Adams-Oliver syndrome was first described in 1945 as a multiple congenital malformations association including aplasia cutis congenita and terminal transverse limb defects, along with cardiovascular and central nervous system anomalies. We report the case of a boy, prenatally diagnosed with a malformation of feet and right hand. At birth, a malformation of the skull was observed, at midline and right frontal, parietal and occipital region, with meningeal exposition. He presented with abnormal feet and right hand with hypoplastic fingers and also exhibiting cutis marmorata telangiectatica. Cardiac, abdominal and central nervous system malformations were excluded.

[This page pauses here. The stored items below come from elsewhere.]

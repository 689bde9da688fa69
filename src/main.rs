fn main() {
    if let Err(err) = retail_sales_import::run() {
        eprintln!("error: {err:#}");
        std::process::exit(1);
    }
}
use std::borrow::Cow;
use std::fmt::Write as _;

use crate::{
    data::{TypedRow, display_cell},
    schema::Schema,
    staging::RawRecord,
};

#[derive(Debug, Clone, Copy, PartialEq, Eq)]
enum Align {
    Left,
    Right,
}

/// Renders typed target rows; numeric columns are right-aligned and absent
/// cells print as `NULL`.
pub fn render_typed_rows(schema: &Schema, rows: &[TypedRow]) -> String {
    let aligns = schema
        .columns
        .iter()
        .map(|column| {
            if column.datatype.is_numeric() {
                Align::Right
            } else {
                Align::Left
            }
        })
        .collect::<Vec<_>>();
    let cells = rows
        .iter()
        .map(|row| row.iter().map(|cell| display_cell(cell.as_ref())).collect())
        .collect::<Vec<Vec<String>>>();
    render(&schema.headers(), &aligns, &cells)
}

/// Renders staged text exactly as stored, left-aligned.
pub fn render_raw_records(schema: &Schema, records: &[RawRecord]) -> String {
    let aligns = vec![Align::Left; schema.columns.len()];
    let cells = records
        .iter()
        .map(|record| record.fields.clone())
        .collect::<Vec<_>>();
    render(&schema.headers(), &aligns, &cells)
}

fn render(headers: &[String], aligns: &[Align], rows: &[Vec<String>]) -> String {
    let mut widths = headers.iter().map(|h| h.chars().count()).collect::<Vec<_>>();
    for row in rows {
        for (idx, cell) in row.iter().enumerate().take(widths.len()) {
            widths[idx] = widths[idx].max(sanitize_cell(cell).chars().count());
        }
    }

    let mut output = String::new();
    let _ = writeln!(output, "{}", format_row(headers, &widths, aligns));
    let rule = widths.iter().map(|w| "-".repeat((*w).max(1))).collect::<Vec<_>>();
    let _ = writeln!(output, "{}", format_row(&rule, &widths, aligns));
    for row in rows {
        let _ = writeln!(output, "{}", format_row(row, &widths, aligns));
    }
    output
}

fn format_row(values: &[String], widths: &[usize], aligns: &[Align]) -> String {
    let cells = values
        .iter()
        .zip(widths)
        .zip(aligns)
        .map(|((value, width), align)| {
            let cell = sanitize_cell(value);
            match align {
                Align::Left => format!("{cell:<width$}"),
                Align::Right => format!("{cell:>width$}"),
            }
        })
        .collect::<Vec<_>>();
    cells.join("  ").trim_end().to_string()
}

fn sanitize_cell(value: &str) -> Cow<'_, str> {
    if value.contains(['\n', '\r', '\t']) {
        Cow::Owned(value.replace(['\n', '\r', '\t'], " "))
    } else {
        Cow::Borrowed(value)
    }
}
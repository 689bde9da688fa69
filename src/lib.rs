pub mod cli;
pub mod coerce;
pub mod data;
pub mod error;
pub mod io_utils;
pub mod pipeline;
pub mod preview;
pub mod sales;
pub mod schema;
pub mod staging;
pub mod store;
pub mod table;

use std::{env, fs::File, io::Write, path::Path, sync::OnceLock};

use anyhow::{Context, Result};
use clap::Parser;
use log::{LevelFilter, info};

use crate::{
    cli::{Cli, Commands, LoadArgs},
    pipeline::{ImportPipeline, ImportReport},
    schema::Schema,
    staging::StagingLoader,
    store::sqlite::SqliteStore,
};

static LOGGER: OnceLock<()> = OnceLock::new();

fn init_logging() {
    LOGGER.get_or_init(|| {
        let mut builder = env_logger::Builder::from_env(env_logger::Env::default());
        if env::var("RUST_LOG").is_err() {
            builder.filter_module("retail_sales_import", LevelFilter::Info);
        }
        let _ = builder.format_timestamp_millis().try_init();
    });
}

pub fn run() -> Result<()> {
    init_logging();
    let cli = Cli::parse();
    match cli.command {
        Commands::Import(args) => handle_import(&args),
        Commands::Retry(args) => handle_retry(&args),
        Commands::Reclaim(args) => handle_reclaim(&args),
        Commands::Preview(args) => preview::execute(&args),
        Commands::Schema(args) => handle_schema(&args),
    }
}

fn handle_import(args: &cli::ImportArgs) -> Result<()> {
    let schema = Schema::load_or_default(args.target.schema.as_deref())?;
    let delimiter = io_utils::resolve_input_delimiter(&args.input, args.delimiter);
    let encoding = io_utils::resolve_encoding(args.input_encoding.as_deref())?;
    let loader = StagingLoader::new(&args.input)
        .with_delimiter(delimiter)
        .with_encoding(encoding);
    let mut store = SqliteStore::open(&args.target.db)?;
    let report = ImportPipeline::new(&mut store, &schema)
        .with_mode(args.load.mode)
        .keep_staging(args.load.keep_staging)
        .run(&loader)
        .with_context(|| {
            format!(
                "Importing {:?} into {:?}",
                args.input, args.target.db
            )
        })?;
    finish_report(&report, &args.load)
}

fn handle_retry(args: &cli::RetryArgs) -> Result<()> {
    let schema = Schema::load_or_default(args.target.schema.as_deref())?;
    let mut store = SqliteStore::open(&args.target.db)?;
    let report = ImportPipeline::new(&mut store, &schema)
        .with_mode(args.load.mode)
        .keep_staging(args.load.keep_staging)
        .resume()
        .with_context(|| format!("Loading staged rows in {:?}", args.target.db))?;
    finish_report(&report, &args.load)
}

fn handle_reclaim(args: &cli::ReclaimArgs) -> Result<()> {
    let schema = Schema::load_or_default(args.target.schema.as_deref())?;
    let mut store = SqliteStore::open(&args.target.db)?;
    pipeline::reclaim_staging(&mut store, &schema)
        .with_context(|| format!("Clearing '{}' in {:?}", schema.staging_table, args.target.db))?;
    Ok(())
}

fn handle_schema(args: &cli::SchemaArgs) -> Result<()> {
    let schema = Schema::sales();
    match &args.output {
        Some(path) => {
            schema
                .save(path)
                .with_context(|| format!("Writing schema to {path:?}"))?;
            info!(
                "Schema with {} column(s) written to {:?}",
                schema.columns.len(),
                path
            );
        }
        None => {
            let yaml = schema.to_yaml_string()?;
            std::io::stdout()
                .write_all(yaml.as_bytes())
                .context("Writing schema to stdout")?;
        }
    }
    Ok(())
}

fn finish_report(report: &ImportReport, load: &LoadArgs) -> Result<()> {
    info!(
        "✓ {} row(s) staged, {} loaded into '{}', {} field(s) cast to absent",
        report.rows_staged, report.rows_loaded, report.target_table, report.coercion_failures
    );
    if let Some(path) = &load.report {
        write_report(report, path)?;
        info!("Run summary written to {:?}", path);
    }
    Ok(())
}

fn write_report(report: &ImportReport, path: &Path) -> Result<()> {
    let file = File::create(path).with_context(|| format!("Creating report file {path:?}"))?;
    serde_json::to_writer_pretty(file, report).context("Writing report JSON")
}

He started a conservative approach based on daily dressings. The scalp defect closed at 4 months with this management strategy. At this age, a skull defect about 5 cm long was still perceptible by palpation of the area. The boy showed normal growth and neurologic development. No complications were reported.
This report reinforces the effectiveness of conservative management strategies for extensive bone and epithelization defects in syndromes of aplasia cutis congenita like Adams-Oliver syndrome.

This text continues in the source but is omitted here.